When Should We Retire?


Perhaps because some workers had clung to the work-based, nineteenth-century system of security, or because retirement had not proved to be the panacea some had expected it to be, on the eve of the Great Depression the modern system of retirement had yet to take hold. As of 1932, less than 20 percent of American workers were covered by pension plans.

The Depression, curiously, helped gain widespread acceptance of the new system. At a time when jobs were so hard to find, thousands of older workers willingly sacrificed their own work lives and retired to open up jobs for the young.

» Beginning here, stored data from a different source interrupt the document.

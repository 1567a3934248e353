//! Gemini API client
//!
//! Sends the full conversation history plus a per-turn system instruction
//! and returns the model's text. Uses a long-lived reqwest::Client for
//! connection pooling, with a hard per-call timeout so a stalled upstream
//! cannot hang a turn.

use crate::error::{AssistantError, Result};
use crate::session::{ChatEntry, ChatRole};
use reqwest::Client;
use serde::{Deserialize, Serialize};
use std::time::Duration;
use tracing::{error, info};

const GEMINI_MODEL_URL: &str =
    "https://generativelanguage.googleapis.com/v1beta/models/gemini-1.5-flash-latest:generateContent";

/// Hard cap on one model call
const REQUEST_TIMEOUT_SECS: u64 = 30;

/// Reusable Gemini client (connection-pooled)
pub struct GeminiClient {
    client: Client,
    api_key: String,
    base_url: String,
}

impl GeminiClient {
    pub fn new(api_key: String) -> Self {
        let client = Client::builder()
            .pool_idle_timeout(Duration::from_secs(90))
            .pool_max_idle_per_host(8)
            .timeout(Duration::from_secs(REQUEST_TIMEOUT_SECS))
            .build()
            .expect("Failed to build HTTP client");

        Self {
            client,
            api_key,
            base_url: GEMINI_MODEL_URL.to_string(),
        }
    }

    #[cfg(test)]
    fn with_base_url(api_key: String, base_url: String) -> Self {
        let mut client = Self::new(api_key);
        client.base_url = base_url;
        client
    }

    /// One model call over the full history. Deterministic generation
    /// settings keep calculations reproducible across turns.
    pub async fn generate(&self, history: &[ChatEntry], system_instruction: &str) -> Result<String> {
        if self.api_key.is_empty() {
            return Err(AssistantError::ModelNotConfigured(
                "GEMINI_API_KEY not configured".to_string(),
            ));
        }

        let url = format!("{}?key={}", self.base_url, self.api_key);
        let request = GeminiRequest::from_history(history, system_instruction);

        info!("Calling Gemini API with {} history message(s)", history.len());

        let response = self
            .client
            .post(&url)
            .json(&request)
            .send()
            .await
            .map_err(|e| {
                error!("Gemini API request failed: {}", e);
                AssistantError::ModelTransport(format!("Gemini API error: {}", e))
            })?;

        if !response.status().is_success() {
            let status = response.status();
            let error_text = response.text().await.unwrap_or_default();
            error!("Gemini API error response ({}): {}", status, error_text);
            return Err(AssistantError::ModelApi(format!(
                "Gemini API returned {}: {}",
                status, error_text
            )));
        }

        let gemini_response: GeminiResponse = response.json().await.map_err(|e| {
            error!("Failed to parse Gemini response: {}", e);
            AssistantError::ModelApi(format!("Gemini parse error: {}", e))
        })?;

        let answer = gemini_response
            .candidates
            .first()
            .and_then(|c| c.content.parts.first())
            .map(|p| p.text.clone())
            .filter(|text| !text.is_empty())
            .ok_or_else(|| {
                AssistantError::EmptyModelResponse(
                    "Failed to get a valid response from Gemini".to_string(),
                )
            })?;

        info!("Gemini response received ({} chars)", answer.len());

        Ok(answer)
    }
}

#[derive(Debug, Serialize)]
#[serde(rename_all = "camelCase")]
struct GeminiRequest {
    contents: Vec<Content>,
    system_instruction: SystemInstruction,
    generation_config: GenerationConfig,
}

impl GeminiRequest {
    fn from_history(history: &[ChatEntry], system_instruction: &str) -> Self {
        let contents = history
            .iter()
            .map(|entry| Content {
                parts: vec![Part {
                    text: entry.text.clone(),
                }],
                role: Some(match entry.role {
                    ChatRole::User => "user".to_string(),
                    ChatRole::Model => "model".to_string(),
                }),
            })
            .collect();

        Self {
            contents,
            system_instruction: SystemInstruction {
                parts: vec![Part {
                    text: system_instruction.to_string(),
                }],
            },
            generation_config: GenerationConfig {
                temperature: 0.0,
                top_p: 0.1,
                top_k: 40,
                max_output_tokens: 2048,
            },
        }
    }
}

#[derive(Debug, Serialize, Deserialize)]
struct Content {
    parts: Vec<Part>,
    #[serde(skip_serializing_if = "Option::is_none")]
    role: Option<String>,
}

#[derive(Debug, Serialize, Deserialize)]
struct Part {
    text: String,
}

#[derive(Debug, Serialize)]
struct SystemInstruction {
    parts: Vec<Part>,
}

#[derive(Debug, Serialize)]
#[serde(rename_all = "camelCase")]
struct GenerationConfig {
    temperature: f32,
    top_p: f32,
    top_k: i32,
    max_output_tokens: i32,
}

#[derive(Debug, Deserialize)]
struct GeminiResponse {
    #[serde(default)]
    candidates: Vec<Candidate>,
}

#[derive(Debug, Deserialize)]
struct Candidate {
    content: Content,
}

IN THE TEN YEARS after 1930, the percentage of males over sixty-five in the labor force dropped a full ten points. More important, the decline was not only related to the Depression, for many older workers stayed out of the labor market through the boom years of the Second World War. By the early 1950s, when corporations began to support benefit increases, retirement had replaced work as the general experience of older Americans.

Two factors accounted for retirement’s final triumph. The first was the Social Security Act of 1935. Drafted by the Committee of Economic Security, appointed by Roosevelt in 1934, the act reflected the industrial relations outlook of the committee members. The program was designed to facilitate—but also to ensure—the ouster of older people from the work force. It included what is called the “retirement test”—fifteen dollars per month being set as the maximum one could earn without losing benefits. Although those who drafted the act were doubtless concerned with providing economic security to retired persons, there was never any question that they had to be retired—removed from the labor market—to receive benefits. As one committee member recalled later, “We never called these benefits anything but retirement benefits.”

The second factor contributing to the triumph of retirement was the “selling” of leisure. If the new system of retirement was to become dominant, more older workers had to “choose” the life of leisure. Thus life insurance companies—and others deeply involved in the pension business—began marketing retirement to the public. In a speech delivered to the National Industrial Conference Board in 1952, vice-president H. G. Kenagy of the Mutual Life Insurance Company urged his audience to prepare employees for retirement at fifty. “Just recently,” he said, “house organs that are coming to my desk have been doing a splendid job of selling the idea … that old age can be beautiful, and that the best of life is yet to come.… That is done by constant stories of happily retired people telling what they do, but still more, of course, emphasizing what they did to get ready for the life they are now living.” A host of new magazines for the retired, from Lifetime Living to Modern Maturity , boosted retirement as a nirvana of travel, hobbies, and petty capitalism. Most major corporations and labor unions developed retirement “preparation” programs, designed as much to condition employees to accept a fundamentally f unctionless old age as to plan financially for it. The state of Florida, hoping to lure the retired from the chilly North, held out the vision of retirement as an adventurous combination of work and play, emphasizing in its promotional literature the “endless opportunities to start small services and business ventures.” While academic sociologists of the 1960s praised retirement as a form of “disengagement” or “inevitable mutual withdrawal,” their colleagues in the new discipline of leisure studies argued that if the elderly found retirement difficult, this was because they had not yet learned how to enjoy themselves on what David Riesman called the “frontier of consumption.” When Americans learned to play, retirement would come naturally.

Unfortunately, maintaining an aging population in year-round leisure—even in moderate discomfort—has proved to be an expensive proposition.

They did learn to play. But even as they learned to frolic in the sun, the whole edifice of retirement began to show signs of stress. A combination of economic and social incentives had convinced millions of older workers that they could afford to retire and that they wanted to. Unfortunately, maintaining an aging population in year-round leisure—even in moderate discomfort—was proving to be an expensive proposition. And while the cost of funding Social Security began to seem prohibitive, raising the tax rates to keep the system sound was a politically risky business. A significant sector of the political and business communities became convinced that the nation, as a productive unit, could no longer tolerate retirement policies that were based on simple age classifications rather than on ability. Mandatory retirement, created in the name of efficiency, was now regarded as inefficient.

ONE RESULT OF these pressures was a spate of proposals to raise the eligibility age under Social Security. Another was the Retirement Act of 1978, which raised the permissible mandatory retirement age from sixty-five to seventy in most public and private employment. This denouement was, perhaps, inevitable; after all, the nation has some economic problems, and if a rollback of retirement would help to solve them, so be it.